“The Seven Keys to Success in CPA Firm Management” is a report that you can download. It points out after much research that firms can be filtered by their results and some fall into the ‘Leaders’ category and some fall into the ‘Laggards’ category. Leaders excel in 7 areas, not surprisingly: Leadership, Technology, Learning Organization, Marketing and Business Development, A Great Place to Work, Client Service and Satisfaction, Strategy Execution. Here are a sampling of more specific areas where the leaders’ superior practices contribute to firms that gets results:
Adhering to a clear set of values… leaders 63%, laggards, 23%
Top management held accountable… leaders 55%, laggards 31%
Training that supports business strategy… leaders 34%, laggards, 10%
Training that supports personal goals… leaders 22%, laggards 8%
Targeting niches and specialties… leaders 38%, laggards 15%
Turn away and fire clients who don’t fit our target… leaders 25%, laggards, 5%
Work as a team, not as individuals… leaders 44%, laggards 12%
Management supports a healthy work/life balance… leaders 47%, laggards 25%
Every staffer is empowered to do what it takes to satisfy a client… leaders 38%, laggards, 12%
Business goals are specific and measurable… leaders 31%, laggards 3%
Regularly check progress against the business plan… leaders 30%, laggards 2%
Clearly, CPA firms that are leaders are engaged in practices being used in well managed companies from any industry. CPA’s, especially those who are managing partners, are business people. The age of the accountant who is expert at doing his clients’ accounting work but doesn’t give adequate time to strategic planning, client loyalty, staff and culture management, and business development is over. Accountants who don’t recognize this have their heads in the sand and will be left in the dust by those who do actively manage the business aspects of running their firms. So let me ask you some questions.

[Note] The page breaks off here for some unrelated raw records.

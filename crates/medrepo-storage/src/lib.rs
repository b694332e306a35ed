//! # medrepo-storage
//!
//! Versioned resource repository on top of pluggable storage engines.
//!
//! This crate defines the engine traits and everything that sits above them.
//! It does not contain any engine implementations; those are provided by
//! `medrepo-db-memory` and `medrepo-db-postgres`.
//!
//! ## Overview
//!
//! - [`ResourceRepository`]: create, update, read, history and delete with
//!   optimistic concurrency, write-time indexing and post-commit events
//! - [`ShardRouter`]: tenant to shard resolution and shard administration
//! - [`MigrationRunner`]: forward-only per-shard schema migrations, gated by
//!   the [`ShardStatusBoard`]
//! - [`StorageEngine`], [`EngineTransaction`], [`ShardDirectory`],
//!   [`MigrationBackend`]: the contract engines implement
//!
//! ## Example
//!
//! ```ignore
//! use medrepo_core::TenantContext;
//! use medrepo_storage::{ResourceRepository, StorageError};
//!
//! async fn bump(repo: &ResourceRepository, ctx: &TenantContext) -> Result<(), StorageError> {
//!     let patient = repo.create(ctx, "Patient", serde_json::json!({"gender": "male"})).await?;
//!     repo.update(ctx, "Patient", &patient.id, patient.version_id, patient.content).await?;
//!     Ok(())
//! }
//! ```

mod error;
pub mod evented;
pub mod migration;
mod repository;
mod router;
mod traits;
mod types;

// Re-export everything from submodules
pub use error::{ErrorCategory, StorageError};
pub use evented::EventPublisher;
pub use migration::{
    MigrationError, MigrationRunner, MigrationStep, ShardState, ShardStatusBoard, StepKind,
};
pub use repository::{History, ResourceRepository};
pub use router::{Access, ShardRouter};
pub use traits::{
    EngineTransaction, MigrationBackend, MigrationTransaction, ShardDirectory, StepFn,
    StorageEngine,
};
pub use types::{AppliedState, AssignmentState, MigrationRecord, ShardAssignment, StoredResource};

/// Type alias for a storage result.
pub type StorageResult<T> = Result<T, StorageError>;

/// Type alias for a shared storage engine.
pub type DynEngine = std::sync::Arc<dyn StorageEngine>;

/// Prelude module for convenient imports.
///
/// ```ignore
/// use medrepo_storage::prelude::*;
/// ```
pub mod prelude {
    pub use crate::error::{ErrorCategory, StorageError};
    pub use crate::repository::{History, ResourceRepository};
    pub use crate::router::ShardRouter;
    pub use crate::traits::{EngineTransaction, ShardDirectory, StorageEngine};
    pub use crate::types::{AssignmentState, ShardAssignment, StoredResource};
    pub use crate::{DynEngine, StorageResult};
}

1. Do you have a business plan?
2. Does it contain strong vision and values statements that are communicated to all staff?
3. Does everyone in the firm have specific and measurable goals so they can help achieve the strategies laid out in the business plan?

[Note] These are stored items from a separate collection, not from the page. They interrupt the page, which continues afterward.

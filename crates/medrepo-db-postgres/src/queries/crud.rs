//! Version reads and writes.

use medrepo_storage::StoredResource;
use sqlx_core::executor::Executor;
use sqlx_core::query::query;
use sqlx_core::query_as::query_as;
use sqlx_postgres::{PgConnection, Postgres};

use super::{VERSION_COLUMNS, VersionRow, from_version_id, into_stored, time_to_chrono};
use crate::error::Result;

/// Reads the current version of a lineage.
pub async fn read_current<'e, E>(
    executor: E,
    resource_type: &str,
    id: &str,
) -> Result<Option<StoredResource>>
where
    E: Executor<'e, Database = Postgres>,
{
    let sql = "SELECT v.resource_type, v.id, v.version_id, v.last_updated, v.deleted, v.content \
               FROM resource_current c \
               JOIN resource_version v \
                 ON v.resource_type = c.resource_type AND v.id = c.id AND v.version_id = c.version_id \
               WHERE c.resource_type = $1 AND c.id = $2";
    let row: Option<VersionRow> = query_as(sql)
        .bind(resource_type)
        .bind(id)
        .fetch_optional(executor)
        .await?;
    row.map(into_stored).transpose()
}

/// Reads one version of a lineage, tombstones included.
pub async fn read_version<'e, E>(
    executor: E,
    resource_type: &str,
    id: &str,
    version_id: u64,
) -> Result<Option<StoredResource>>
where
    E: Executor<'e, Database = Postgres>,
{
    let sql = format!(
        "SELECT {VERSION_COLUMNS} FROM resource_version \
         WHERE resource_type = $1 AND id = $2 AND version_id = $3"
    );
    let row: Option<VersionRow> = query_as(&sql)
        .bind(resource_type)
        .bind(id)
        .bind(from_version_id(version_id)?)
        .fetch_optional(executor)
        .await?;
    row.map(into_stored).transpose()
}

/// Takes the lineage lock for the rest of the transaction and returns the
/// current version.
///
/// The advisory lock covers lineages that have no row yet; `FOR UPDATE` keeps
/// the current pointer stable against writers that bypass it.
pub async fn lock_current(
    conn: &mut PgConnection,
    shard: &str,
    resource_type: &str,
    id: &str,
) -> Result<Option<StoredResource>> {
    query("SELECT pg_advisory_xact_lock(hashtext($1))")
        .bind(format!("medrepo:lineage:{shard}/{resource_type}/{id}"))
        .execute(&mut *conn)
        .await?;

    let sql = "SELECT v.resource_type, v.id, v.version_id, v.last_updated, v.deleted, v.content \
               FROM resource_current c \
               JOIN resource_version v \
                 ON v.resource_type = c.resource_type AND v.id = c.id AND v.version_id = c.version_id \
               WHERE c.resource_type = $1 AND c.id = $2 \
               FOR UPDATE OF c";
    let row: Option<VersionRow> = query_as(sql)
        .bind(resource_type)
        .bind(id)
        .fetch_optional(&mut *conn)
        .await?;
    row.map(into_stored).transpose()
}

/// Appends a version and moves the current pointer to it.
pub async fn insert_version(conn: &mut PgConnection, resource: &StoredResource) -> Result<()> {
    let version_id = from_version_id(resource.version_id)?;
    let last_updated = time_to_chrono(resource.last_updated);
    let content = (!resource.deleted).then(|| resource.content.clone());

    query(
        "INSERT INTO resource_version \
         (resource_type, id, version_id, last_updated, deleted, content) \
         VALUES ($1, $2, $3, $4, $5, $6)",
    )
    .bind(&resource.resource_type)
    .bind(&resource.id)
    .bind(version_id)
    .bind(last_updated)
    .bind(resource.deleted)
    .bind(content)
    .execute(&mut *conn)
    .await?;

    query(
        "INSERT INTO resource_current (resource_type, id, version_id, deleted, last_updated) \
         VALUES ($1, $2, $3, $4, $5) \
         ON CONFLICT (resource_type, id) DO UPDATE \
         SET version_id = EXCLUDED.version_id, \
             deleted = EXCLUDED.deleted, \
             last_updated = EXCLUDED.last_updated",
    )
    .bind(&resource.resource_type)
    .bind(&resource.id)
    .bind(version_id)
    .bind(resource.deleted)
    .bind(last_updated)
    .execute(&mut *conn)
    .await?;

    Ok(())
}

4. Are the staff being trained to support the strategy?
5. Are the partners being held accountable for their goals, too?
6. Have you identified your niches and ideal clients in those niches?
7. Have you ‘fired’ clients that don’t match your target criteria to make room for the better ones that do?
8. Does the firm believe in empowering staff to make decisions, work in teams, achieve personal goals, and achieve a healthy work/life balance?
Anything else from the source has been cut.